When looking to relax throughout the day, green and white teas provide enough caffeine for a mid-afternoon pick me up while still retaining a mild and earthy flavor. For those seeking a balance between higher levels of caffeine and soothing tastes, a lavender earl grey variety might be the way to go. Used in everything from food to body lotion, Lavender is known for its homeopathic, calming qualities. Adding it to earl grey tea imparts a sweeter flavor and floral aroma, creating an overall soothing experience.

Fall Flavors

As the colder months come around, we turn to old comforts and holiday staples.  Flavors like ginger, cinnamon, clove, and cardamom create the perfect balance between sugar and spice. Chai tea, a mix of black tea and spices, is the most popular brew during this season. Recently chai has gained a lot more popularity, to the point where there are now dozens of different twists on the original chai recipe being sold. There are sticky honey chai tea and popcorn chai tea, which are just a couple examples of the T2 chai campaign. Although chai teas tend to have the most caffeine, rooibos or red tea is blended with the same spices to create a caffeine-free chai tea. Rooibos is a naturally sweet and warming South African plant which makes it perfect to pair with chai spices for a comforting brew. Spices like cinnamon and ginger in these seasonal blends also have immunity-boosting effects and can aid digestion.

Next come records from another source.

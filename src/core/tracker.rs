use std::sync::Arc;

use tracing::{error, info, warn};
use uuid::Uuid;

use crate::{
    core::{
        cache::{CacheKey, StatsCache},
        services::{IncomeService, IncomeWrite},
        time::{Clock, SystemClock},
    },
    domain::{
        income::{IncomeEntry, IncomePatch, NewIncomeEntry},
        report::{MonthlyBreakdown, YearlyStats},
    },
    errors::{LedgerError, Result},
    storage::IncomeStore,
};

/// Entries and both stat shapes for one `(user, year)`.
#[derive(Debug, Clone, PartialEq)]
pub struct YearView {
    pub entries: Vec<IncomeEntry>,
    pub monthly: MonthlyBreakdown,
    pub yearly: YearlyStats,
}

/// Income read and write paths with a TTL cache in front of the store.
///
/// Every write invalidates the `(user, year)` keys it touched, so the next
/// read goes back to the store.
pub struct IncomeTracker {
    store: Arc<dyn IncomeStore>,
    cache: Arc<StatsCache>,
    clock: Arc<dyn Clock>,
}

impl IncomeTracker {
    pub fn new(store: Arc<dyn IncomeStore>, cache: Arc<StatsCache>) -> Self {
        Self::with_clock(store, cache, Arc::new(SystemClock))
    }

    pub fn with_clock(
        store: Arc<dyn IncomeStore>,
        cache: Arc<StatsCache>,
        clock: Arc<dyn Clock>,
    ) -> Self {
        Self {
            store,
            cache,
            clock,
        }
    }

    pub fn cache(&self) -> &StatsCache {
        &self.cache
    }

    pub fn entries(&self, user_id: &str, year: i32) -> Result<Vec<IncomeEntry>> {
        let key = CacheKey::new(user_id, year);
        if let Some(entries) = self.cache.entries(&key) {
            return Ok(entries);
        }
        let entries = self.store.income_for_year(user_id, year)?;
        self.cache.store_entries(key, entries.clone());
        Ok(entries)
    }

    pub fn monthly_stats(&self, user_id: &str, year: i32) -> Result<MonthlyBreakdown> {
        let key = CacheKey::new(user_id, year);
        if let Some(stats) = self.cache.monthly_stats(&key) {
            return Ok(stats);
        }
        let (stats, _) = IncomeService::monthly_stats_checked(&self.entries(user_id, year)?);
        self.cache.store_monthly_stats(key, stats.clone());
        Ok(stats)
    }

    pub fn yearly_stats(&self, user_id: &str, year: i32) -> Result<YearlyStats> {
        let key = CacheKey::new(user_id, year);
        if let Some(stats) = self.cache.yearly_stats(&key) {
            return Ok(stats);
        }
        let stats = IncomeService::yearly_from_monthly(&self.monthly_stats(user_id, year)?);
        self.cache.store_yearly_stats(key, stats.clone());
        Ok(stats)
    }

    /// Loads all three shapes together, populating every cache slot.
    pub fn year_view(&self, user_id: &str, year: i32) -> Result<YearView> {
        Ok(YearView {
            entries: self.entries(user_id, year)?,
            monthly: self.monthly_stats(user_id, year)?,
            yearly: self.yearly_stats(user_id, year)?,
        })
    }

    /// Stores a new record, folding it into an existing one with the same key.
    pub fn add_entry(&self, user_id: &str, new_entry: NewIncomeEntry) -> Result<IncomeEntry> {
        let existing = self.store.find_income(&new_entry.key(user_id))?;
        let year = new_entry.year;
        let entry = match IncomeService::plan_write(user_id, existing, new_entry, self.clock.now())? {
            IncomeWrite::Insert(entry) => {
                self.store.insert_income(entry.clone())?;
                info!(entry_id = %entry.id, amount = %entry.amount, "income entry added");
                entry
            }
            IncomeWrite::Merge(entry) => {
                self.store.replace_income(entry.clone())?;
                info!(entry_id = %entry.id, amount = %entry.amount, "income entry merged");
                entry
            }
        };
        self.cache.invalidate(&CacheKey::new(user_id, year));
        Ok(entry)
    }

    /// Patches a record in place.
    ///
    /// When the patched record now shares its key with another record, the
    /// other record absorbs it and the patched record is removed; the
    /// surviving record is returned. If the removal fails the other record
    /// is put back as it was, and a failed restore is a
    /// [`LedgerError::PartialWrite`].
    pub fn update_entry(
        &self,
        user_id: &str,
        entry_id: Uuid,
        patch: IncomePatch,
    ) -> Result<IncomeEntry> {
        let mut entry = self
            .store
            .income_entry(user_id, entry_id)?
            .ok_or(LedgerError::IncomeEntryNotFound(entry_id))?;
        if patch.amount.is_some_and(|amount| amount.is_sign_negative() && !amount.is_zero()) {
            return Err(LedgerError::InvalidInput(
                "income amount must not be negative".into(),
            ));
        }
        let old_year = entry.year;
        let now = self.clock.now();
        patch.apply_to(&mut entry, now);

        let survivor = match self.store.find_income(&entry.key())? {
            Some(mut other) if other.id != entry.id => {
                let original = other.clone();
                other.absorb(entry.amount, entry.description.as_deref(), now);
                self.store.replace_income(other.clone())?;
                if let Err(err) = self.store.remove_income(user_id, entry.id) {
                    warn!(
                        entry_id = %entry.id,
                        merged_into = %other.id,
                        error = %err,
                        "merge removal failed; restoring absorbing entry"
                    );
                    return match self.store.replace_income(original) {
                        Ok(()) => Err(err),
                        Err(undo) => {
                            error!(
                                entry_id = %entry.id,
                                merged_into = %other.id,
                                error = %undo,
                                "compensation failed; income counted twice"
                            );
                            self.cache.invalidate(&CacheKey::new(user_id, old_year));
                            self.cache.invalidate(&CacheKey::new(user_id, other.year));
                            Err(LedgerError::PartialWrite(format!(
                                "income entry {} merged into {} but not removed: {}",
                                entry.id, other.id, err
                            )))
                        }
                    };
                }
                info!(
                    entry_id = %entry.id,
                    merged_into = %other.id,
                    "income entry merged after update"
                );
                other
            }
            _ => {
                self.store.replace_income(entry.clone())?;
                info!(entry_id = %entry.id, "income entry updated");
                entry
            }
        };

        self.cache.invalidate(&CacheKey::new(user_id, old_year));
        if survivor.year != old_year {
            self.cache.invalidate(&CacheKey::new(user_id, survivor.year));
        }
        Ok(survivor)
    }

    pub fn delete_entry(&self, user_id: &str, entry_id: Uuid) -> Result<IncomeEntry> {
        let removed = self
            .store
            .remove_income(user_id, entry_id)?
            .ok_or(LedgerError::IncomeEntryNotFound(entry_id))?;
        self.cache.invalidate(&CacheKey::new(user_id, removed.year));
        info!(entry_id = %removed.id, "income entry deleted");
        Ok(removed)
    }

    /// Drops every cached value for every user.
    pub fn sign_out(&self) {
        self.cache.clear();
        info!("income cache cleared on sign-out");
    }
}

“Some people think that tea is just flavored water, but it isn’t, it’s a way of life” mentions Josh. An employee at T2, a Newbury Street shop specializing in tea, Josh relates tea not only to the blends and health benefits but to a larger experience of family and culture. Something as simple as a few leaves and some hot water speaks volumes to who we are as people, how we choose to fuel our bodies, how we choose to slow down in times of stress. Making a cup of tea means taking that extra moment to do something for yourself which is vital to our lives as students.